### Your instructions
The records follow. Filter them to the lines that hold "extraction".

[Start of section]

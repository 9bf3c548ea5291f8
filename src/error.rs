//! Unified error taxonomy for the engine.
//!
//! One enum covers every component (§7 of the design spec): builders,
//! shard readers, the indexer runner and the search engine all return
//! `EngineError`. Corrupt shards and malformed rows are not fatal — they
//! are logged and the affected unit (shard, row) is treated as empty or
//! skipped; only `Fatal` unwinds all the way to the batch driver.

use std::io;

/// Errors produced anywhere in the engine.
#[derive(Debug, thiserror::Error)]
pub enum EngineError {
    /// Transient I/O failure; the caller may retry within a bounded
    /// number of attempts (see [`crate::config::EngineConfig::io_retry_attempts`]).
    #[error("transient I/O error: {0}")]
    IoTransient(io::Error),

    /// A shard file failed an integrity check (bad header, length past
    /// end of file, truncated record). The shard is quarantined — reads
    /// against it return empty results rather than propagating.
    #[error("corrupt shard {shard_id} ({path}): {reason}")]
    IoCorrupt {
        shard_id: usize,
        path: String,
        reason: String,
    },

    /// A TSV row could not be parsed or failed a hard column-count /
    /// UTF-8 requirement. The row is skipped, not fatal.
    #[error("malformed input row {line}: {reason}")]
    InputMalformed { line: u64, reason: String },

    /// Lock acquisition timed out.
    #[error("lock contention acquiring {resource}")]
    Contention { resource: String },

    /// Unrecoverable condition (e.g. OOM building the merge buffer).
    /// Aborts the current batch.
    #[error("fatal engine error: {0}")]
    Fatal(String),

    /// Transparent wrapper for ordinary I/O errors that don't fit the
    /// retry/quarantine distinctions above (e.g. `create_dir_all`).
    #[error("I/O error: {0}")]
    Io(#[from] io::Error),

    /// The named logical index profile/shard layout is not recognized.
    #[error("unknown index: {0}")]
    UnknownIndex(String),
}

pub type Result<T> = std::result::Result<T, EngineError>;
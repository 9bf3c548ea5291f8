//! Partition planner (component H): pure arithmetic deciding which node
//! and which partition owns a given document hash.
//!
//! No single teacher module owns this concern — the teacher has no
//! cluster-partitioning layer — so it is shaped the way
//! `profiles/mod.rs::Bm25Params::score` is: a small, stateless, easily
//! tested pure function.

/// Whether partition `partition_id` (of `num_partitions` total) owns `h`.
pub fn owns_partition(h: u64, partition_id: u64, num_partitions: u64) -> bool {
    debug_assert!(num_partitions > 0);
    h % num_partitions == partition_id
}

/// Whether node `node_id` (of `nodes_in_cluster` total) owns `h` within
/// partition `partition_id`.
pub fn owns_node(h: u64, partition_id: u64, num_partitions: u64, node_id: u64, nodes_in_cluster: u64) -> bool {
    debug_assert!(num_partitions > 0);
    debug_assert!(nodes_in_cluster > 0);
    (h / num_partitions) % nodes_in_cluster == node_id
}

/// A planner bound to one cluster shape (`P` partitions, `K` nodes),
/// used by the indexer to decide whether it should index a given
/// document hash for its assigned `(partition_id, node_id)`.
#[derive(Debug, Clone, Copy)]
pub struct PartitionPlanner {
    pub num_partitions: u64,
    pub nodes_in_cluster: u64,
}

impl PartitionPlanner {
    pub fn new(num_partitions: u64, nodes_in_cluster: u64) -> Self {
        Self {
            num_partitions,
            nodes_in_cluster,
        }
    }

    /// Combined ownership check per §4.H: a node indexes `(h,
    /// partition_id)` iff it owns both the partition and the node slice.
    pub fn should_index(&self, h: u64, partition_id: u64, node_id: u64) -> bool {
        owns_partition(h, partition_id, self.num_partitions) && owns_node(h, partition_id, self.num_partitions, node_id, self.nodes_in_cluster)
    }
}

#[cfg(test)]
mod tests {
    use super::*;

    #[test]
    fn covers_and_partitions_the_full_range() {
        let num_partitions = 8u64;
        let nodes_in_cluster = 3u64;

        // Every partition id is owned by exactly one hash value mod P,
        // and disjoint from every other partition id for a fixed hash.
        for h in 0..64u64 {
            let owners: Vec<u64> = (0..num_partitions).filter(|&p| owns_partition(h, p, num_partitions)).collect();
            assert_eq!(owners.len(), 1);
        }

        // Every (partition, node) pair is disjoint across node ids for a
        // fixed hash-and-partition, and the union across all node ids
        // covers every hash assigned to that partition.
        for h in 0..(num_partitions * nodes_in_cluster * 4) {
            let p = h % num_partitions;
            let owning_nodes: Vec<u64> = (0..nodes_in_cluster).filter(|&k| owns_node(h, p, num_partitions, k, nodes_in_cluster)).collect();
            assert_eq!(owning_nodes.len(), 1);
        }
    }

    #[test]
    fn should_index_requires_both_partition_and_node_ownership() {
        let planner = PartitionPlanner::new(8, 3);
        let h = 42u64;
        let p = h % 8;
        let k = (h / 8) % 3;
        assert!(planner.should_index(h, p, k));
        assert!(!planner.should_index(h, (p + 1) % 8, k));
        assert!(!planner.should_index(h, p, (k + 1) % 3));
    }
}
//! Indexer runner (component F): reads a batch of TSV rows, computes
//! per-document term scores, and fans them into a sharded index.
//!
//! Grounded on the teacher's own `rayon`-based batch fan-out pattern,
//! generalized from a batch of in-memory documents to a line-oriented
//! TSV stream. The collaborator traits below are new: §6.1 of the
//! design spec scopes their concrete implementations out of this crate
//! (fetcher, URL canonicalization, text extraction, and the prior-score
//! model all live elsewhere), so only the contracts live here, shaped
//! like the teacher's own small, object-safe `SearchProfile` trait.

use crate::config::EngineConfig;
use crate::domain_map::DomainMap;
use crate::error::{EngineError, Result};
use crate::hash::fnv1a;
use crate::partition::PartitionPlanner;
use crate::record::PostingRecord;
use crate::sharded_index::ShardedIndexBuilder;
use crate::tokenizer::FastTokenizer;

use bumpalo::Bump;
use rayon::prelude::*;
use rustc_hash::FxHashMap;
use std::io::Read;
use std::sync::Arc;

/// A canonicalized URL, as produced by a [`UrlCanonicalizer`].
#[derive(Debug, Clone)]
pub struct CanonicalUrl {
    pub host: String,
    pub host_hash: u64,
    pub domain_hash: u64,
    pub url_hash: u64,
}

/// Opens a batch by its external identifier and yields one raw byte
/// stream per underlying file. Out of scope for this core: the crate
/// embedding this engine supplies object-store or WARC transport.
pub trait BatchFetcher: Send + Sync {
    fn open_batch(&self, batch_id: &str) -> Result<Vec<Box<dyn Read + Send>>>;
}

/// Deterministic URL canonicalization: lowercase host, strip default
/// port, normalize trailing slash, percent-decode the path.
pub trait UrlCanonicalizer: Send + Sync {
    fn canonicalize(&self, url: &str) -> Option<CanonicalUrl>;
}

/// Text extraction from one TSV column's raw content.
pub trait TextExtractor: Send + Sync {
    fn get_full_text_words(&self, text: &str) -> Vec<String>;
    /// Same as `get_full_text_words` plus stems/n-grams.
    fn get_expanded_full_text_words(&self, text: &str) -> Vec<String>;
}

/// A static per-URL quality prior.
pub trait PriorScorer: Send + Sync {
    fn harmonic(&self, url: &str) -> f32;
}

/// An external open-addressed on-disk map from hash key to raw row
/// bytes. Not called anywhere in the indexing algorithm below — its
/// contract is stated for completeness per §6, but this core has no
/// production nor in-algorithm use of it.
pub trait HashTableSidecar: Send + Sync {
    fn put(&self, key: u64, row_bytes: &[u8]) -> Result<()>;
    fn get(&self, key: u64) -> Result<Option<Vec<u8>>>;
}

/// Builds a record of type `R` from a document hash, an accumulated
/// score, and the document's host hash (used as `source_domain_hash` by
/// the link record variants; ignored by [`crate::record::PageRecord`]).
pub trait RecordFactory<R: PostingRecord>: Send + Sync {
    fn make(&self, value: u64, score: f32, host_hash: u64) -> R;
}

/// One TSV column to index, paired with its base score multiplier.
pub struct ColumnSpec {
    pub column: usize,
    pub base_score: f32,
}

/// Large multiplier applied to `site:`/`link:` synthetic tokens, per
/// §4.F step 6 ("scored at a large multiple of harmonic").
const SITE_TOKEN_SCORE_MULTIPLIER: f32 = 1000.0;

#[derive(Debug, Default, Clone, Copy)]
pub struct IndexerStats {
    pub rows_read: u64,
    pub rows_indexed: u64,
    pub rows_skipped_malformed: u64,
    pub rows_skipped_not_owned: u64,
}

pub struct IndexerRunner<R: PostingRecord + Send + Sync> {
    config: Arc<EngineConfig>,
    index: Arc<ShardedIndexBuilder<R>>,
    domain_map: Arc<DomainMap>,
    canonicalizer: Arc<dyn UrlCanonicalizer>,
    extractor: Arc<dyn TextExtractor>,
    scorer: Arc<dyn PriorScorer>,
    record_factory: Arc<dyn RecordFactory<R>>,
    columns: Vec<ColumnSpec>,
    tokenizer: FastTokenizer,
}

impl<R: PostingRecord + Send + Sync> IndexerRunner<R> {
    #[allow(clippy::too_many_arguments)]
    pub fn new(
        config: Arc<EngineConfig>,
        index: Arc<ShardedIndexBuilder<R>>,
        domain_map: Arc<DomainMap>,
        canonicalizer: Arc<dyn UrlCanonicalizer>,
        extractor: Arc<dyn TextExtractor>,
        scorer: Arc<dyn PriorScorer>,
        record_factory: Arc<dyn RecordFactory<R>>,
        columns: Vec<ColumnSpec>,
    ) -> Self {
        Self {
            config,
            index,
            domain_map,
            canonicalizer,
            extractor,
            scorer,
            record_factory,
            columns,
            tokenizer: FastTokenizer::default(),
        }
    }

    /// Fetch and index a whole batch: every stream the fetcher yields,
    /// line by line, then a final `flush_cache` per §4.F "Batch finish".
    ///
    /// Rows within one stream are indexed across a dedicated thread pool
    /// sized by `config.indexer_threads` (defaulting to `num_cpus::get()`,
    /// matching `TurboConfig::default()`'s thread-count derivation in the
    /// teacher crate) — each row's own shard-lock acquisitions already
    /// serialize conflicting writes, so rows fan out safely.
    pub fn run_batch(&self, fetcher: &dyn BatchFetcher, batch_id: &str, planner: &PartitionPlanner, partition_id: u64, node_id: u64) -> Result<IndexerStats> {
        let streams = fetcher.open_batch(batch_id)?;
        let threads = self.config.indexer_threads.unwrap_or_else(num_cpus::get).max(1);
        let pool = rayon::ThreadPoolBuilder::new()
            .num_threads(threads)
            .build()
            .map_err(|e| EngineError::Fatal(format!("failed to build indexer thread pool: {e}")))?;

        let mut stats = IndexerStats::default();
        for mut stream in streams {
            let mut text = String::new();
            stream
                .read_to_string(&mut text)
                .map_err(EngineError::IoTransient)?;

            let lines: Vec<&str> = text.lines().collect();
            let outcomes: Vec<RowOutcome> = pool.install(|| lines.par_iter().map(|line| self.index_row(line, planner, partition_id, node_id)).collect());

            for (line_no, outcome) in outcomes.into_iter().enumerate() {
                stats.rows_read += 1;
                match outcome {
                    RowOutcome::Indexed => stats.rows_indexed += 1,
                    RowOutcome::NotOwned => stats.rows_skipped_not_owned += 1,
                    RowOutcome::Malformed(reason) => {
                        log::warn!("batch {batch_id} line {line_no}: skipping malformed row: {reason}");
                        stats.rows_skipped_malformed += 1;
                    }
                }
            }
        }
        self.index.flush_cache()?;
        Ok(stats)
    }

    /// Index a single already-read row. Exposed directly so tests (and
    /// an in-memory-batch caller) can drive the per-record pipeline
    /// without a [`BatchFetcher`].
    pub fn index_row(&self, line: &str, planner: &PartitionPlanner, partition_id: u64, node_id: u64) -> RowOutcome {
        let fields: Vec<&str> = line.split('\t').collect();
        let Some(&url) = fields.first() else {
            return RowOutcome::Malformed("empty row".to_string());
        };
        if url.is_empty() {
            return RowOutcome::Malformed("empty URL column".to_string());
        }

        let Some(canon) = self.canonicalizer.canonicalize(url) else {
            return RowOutcome::Malformed(format!("unparseable URL: {url}"));
        };

        let harmonic = self.scorer.harmonic(url);

        if !planner.should_index(canon.url_hash, partition_id, node_id) {
            return RowOutcome::NotOwned;
        }

        self.domain_map.add(canon.url_hash, canon.host_hash);

        let arena = Bump::new();
        let mut word_map: FxHashMap<u64, f32> = FxHashMap::default();

        for spec in &self.columns {
            let Some(field) = fields.get(spec.column) else {
                continue;
            };
            // Duplicate terms within one field collapse additively only
            // once, per §4.F step 5; a per-field scratch set (borrowed
            // from the per-record arena) enforces that without a heap
            // allocation per occurrence.
            let mut seen_in_field = bumpalo::collections::Vec::new_in(&arena);
            for raw_word in self.extractor.get_expanded_full_text_words(field) {
                // Re-tokenize the extractor's raw word through the same
                // `FastTokenizer` the search side normalizes query terms
                // with, so a term hashed here and a term hashed from a
                // query string always go through identical normalization.
                for word in self.tokenizer.tokenize_query(&raw_word) {
                    let term_hash = crate::hash::term_hash(&word);
                    if seen_in_field.contains(&term_hash) {
                        continue;
                    }
                    seen_in_field.push(term_hash);
                    *word_map.entry(term_hash).or_insert(0.0) += spec.base_score * harmonic;
                }
            }
        }

        for part in canon.host.split('.').filter(|p| !p.is_empty()) {
            let token = format!("site:{part}");
            // Synthetic tokens are hashed directly (not through
            // `hash::term_hash`) so the `:` separator isn't folded away
            // by the ordinary term normalization.
            let term_hash = fnv1a(token.as_bytes());
            *word_map.entry(term_hash).or_insert(0.0) += harmonic * SITE_TOKEN_SCORE_MULTIPLIER;
        }

        for (term_hash, score) in word_map {
            let record = self.record_factory.make(canon.url_hash, score, canon.host_hash);
            self.index.add(term_hash, record);
        }

        if self.domain_map.len() as u64 % self.config.spill_every_records == 0 {
            if let Err(e) = self.index.write_cache_under(self.config.append_threshold_bytes) {
                log::warn!("cooperative cache spill failed: {e}");
            }
        }

        RowOutcome::Indexed
    }
}

pub enum RowOutcome {
    Indexed,
    NotOwned,
    Malformed(String),
}
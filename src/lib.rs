//! Sharded inverted-index search engine core.
//!
//! This crate builds and queries on-disk inverted indices for web-scale
//! document corpora: a [`builder::ShardBuilder`] accumulates per-term
//! postings and compacts them into a paged [`shard::Shard`] file;
//! [`sharded_index::ShardedIndexBuilder`] fans a logical index out across
//! `N` such shards by `term_hash mod N`; [`indexer::IndexerRunner`] drives
//! ingestion of a batch of TSV records into one or more logical indices;
//! and [`search::SearchEngine`] fuses page-text, link-anchor-text, and
//! domain-link-anchor-text indices at query time.

pub mod builder;
pub mod config;
pub mod domain_map;
pub mod error;
pub mod hash;
pub mod indexer;
pub mod partition;
pub mod record;
pub mod search;
pub mod shard;
pub mod sharded_index;
pub mod tokenizer;

pub use builder::ShardBuilder;
pub use config::EngineConfig;
pub use domain_map::DomainMap;
pub use error::{EngineError, Result};
pub use indexer::{ColumnSpec, IndexerRunner, IndexerStats};
pub use partition::PartitionPlanner;
pub use record::{DomainLinkRecord, LinkRecord, PageRecord, PostingRecord};
pub use search::{SearchEngine, SearchMetric, SearchResult};
pub use shard::Shard;
pub use sharded_index::{ChannelWriter, ShardedIndexBuilder};

/// Library version.
pub const VERSION: &str = env!("CARGO_PKG_VERSION");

[End of section]

### Solution
//! (fetcher, URL canonicalization, text extraction, and the prior-score
/// Text extraction from one TSV column's raw content.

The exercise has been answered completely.